* **Aim of the task**
Scan the entries below and extract each line with the word "value" in it.

[Items from a dataset]
※ ※ ※

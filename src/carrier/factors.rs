//! 에너지원별 1차에너지 계수(PEF)와 CO2 배출계수 테이블.
//!
//! 독립 계수를 가지는 에너지원만 테이블에 저장한다. 히트펌프는 항상 전기 계수를,
//! 태양열은 항상 0을 돌려주므로 어느 개정판에서도 두 규칙이 깨지지 않는다.

use std::borrow::Cow;

use serde::{Deserialize, Serialize};

use super::EnergyCarrier;

/// 계수 테이블 검증 오류.
#[derive(Debug, Clone, PartialEq, thiserror::Error)]
pub enum FactorError {
    /// 음수이거나 유한하지 않은 계수
    #[error("{table} 테이블의 {carrier} 계수가 잘못되었습니다: {value}")]
    InvalidFactor {
        table: &'static str,
        carrier: EnergyCarrier,
        value: f64,
    },
}

/// 독립 계수를 가지는 에너지원별 값.
#[derive(Debug, Clone, Copy, PartialEq, Serialize, Deserialize)]
pub struct CarrierFactors {
    pub electricity: f64,
    pub natural_gas: f64,
    pub oil: f64,
    pub lpg: f64,
    pub district_heating: f64,
    pub wood_pellet: f64,
}

impl CarrierFactors {
    /// 에너지원에 해당하는 값을 반환한다.
    pub fn get(&self, carrier: EnergyCarrier) -> f64 {
        match carrier {
            EnergyCarrier::Electricity | EnergyCarrier::HeatPumpAir | EnergyCarrier::HeatPumpGeo => {
                self.electricity
            }
            EnergyCarrier::NaturalGas => self.natural_gas,
            EnergyCarrier::Oil => self.oil,
            EnergyCarrier::Lpg => self.lpg,
            EnergyCarrier::DistrictHeating => self.district_heating,
            EnergyCarrier::WoodPellet => self.wood_pellet,
            EnergyCarrier::SolarThermal => 0.0,
        }
    }

    fn validate(&self, table: &'static str) -> Result<(), FactorError> {
        for carrier in EnergyCarrier::ALL {
            let value = self.get(carrier);
            if !value.is_finite() || value < 0.0 {
                return Err(FactorError::InvalidFactor {
                    table,
                    carrier,
                    value,
                });
            }
        }
        Ok(())
    }
}

/// 기준 개정판 태그가 붙은 계수 테이블.
#[derive(Debug, Clone, PartialEq, Serialize, Deserialize)]
pub struct FactorTable {
    /// 출처가 되는 기준 개정판 (예: "GEG 2020 / DIN V 18599-1:2018-09")
    pub revision: Cow<'static, str>,
    /// 비재생 1차에너지 계수 [-]
    pub primary_energy: CarrierFactors,
    /// CO2 배출계수 [kg/kWh]
    pub co2: CarrierFactors,
}

impl FactorTable {
    /// GEG 2020 부록 4/9 값.
    pub const GEG_2020: FactorTable = FactorTable {
        revision: Cow::Borrowed("GEG 2020 / DIN V 18599-1:2018-09"),
        primary_energy: CarrierFactors {
            electricity: 1.8,
            natural_gas: 1.1,
            oil: 1.1,
            lpg: 1.1,
            district_heating: 0.7,
            wood_pellet: 0.2,
        },
        co2: CarrierFactors {
            electricity: 0.560,
            natural_gas: 0.240,
            oil: 0.310,
            lpg: 0.270,
            district_heating: 0.180,
            wood_pellet: 0.020,
        },
    };

    /// 1차에너지 계수를 조회한다.
    pub fn pef(&self, carrier: EnergyCarrier) -> f64 {
        self.primary_energy.get(carrier)
    }

    /// CO2 배출계수 [kg/kWh]를 조회한다.
    pub fn co2(&self, carrier: EnergyCarrier) -> f64 {
        self.co2.get(carrier)
    }

    /// 최종에너지 [kWh]를 1차에너지 [kWh]로 환산한다.
    pub fn primary_energy_kwh(&self, carrier: EnergyCarrier, final_kwh: f64) -> f64 {
        final_kwh * self.pef(carrier)
    }

    /// 최종에너지 [kWh]에 대한 CO2 배출량 [kg].
    pub fn emissions_kg(&self, carrier: EnergyCarrier, final_kwh: f64) -> f64 {
        final_kwh * self.co2(carrier)
    }

    /// 설정 파일에서 읽은 개정판이 음수/NaN 계수를 포함하지 않는지 확인한다.
    pub fn validate(&self) -> Result<(), FactorError> {
        self.primary_energy.validate("primary_energy")?;
        self.co2.validate("co2")
    }
}

impl Default for FactorTable {
    fn default() -> Self {
        FactorTable::GEG_2020
    }
}

/// 기본 개정판 기준 1차에너지 계수.
pub fn lookup_pef(carrier: EnergyCarrier) -> f64 {
    FactorTable::GEG_2020.pef(carrier)
}

/// 기본 개정판 기준 CO2 배출계수 [kg/kWh].
pub fn lookup_co2(carrier: EnergyCarrier) -> f64 {
    FactorTable::GEG_2020.co2(carrier)
}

※ ※ ※

* **Your solution**
    #[error("{table} 테이블의 {carrier} 계수가 잘못되었습니다: {value}")]
        value: f64,
            let value = self.get(carrier);
            if !value.is_finite() || value < 0.0 {
                    value,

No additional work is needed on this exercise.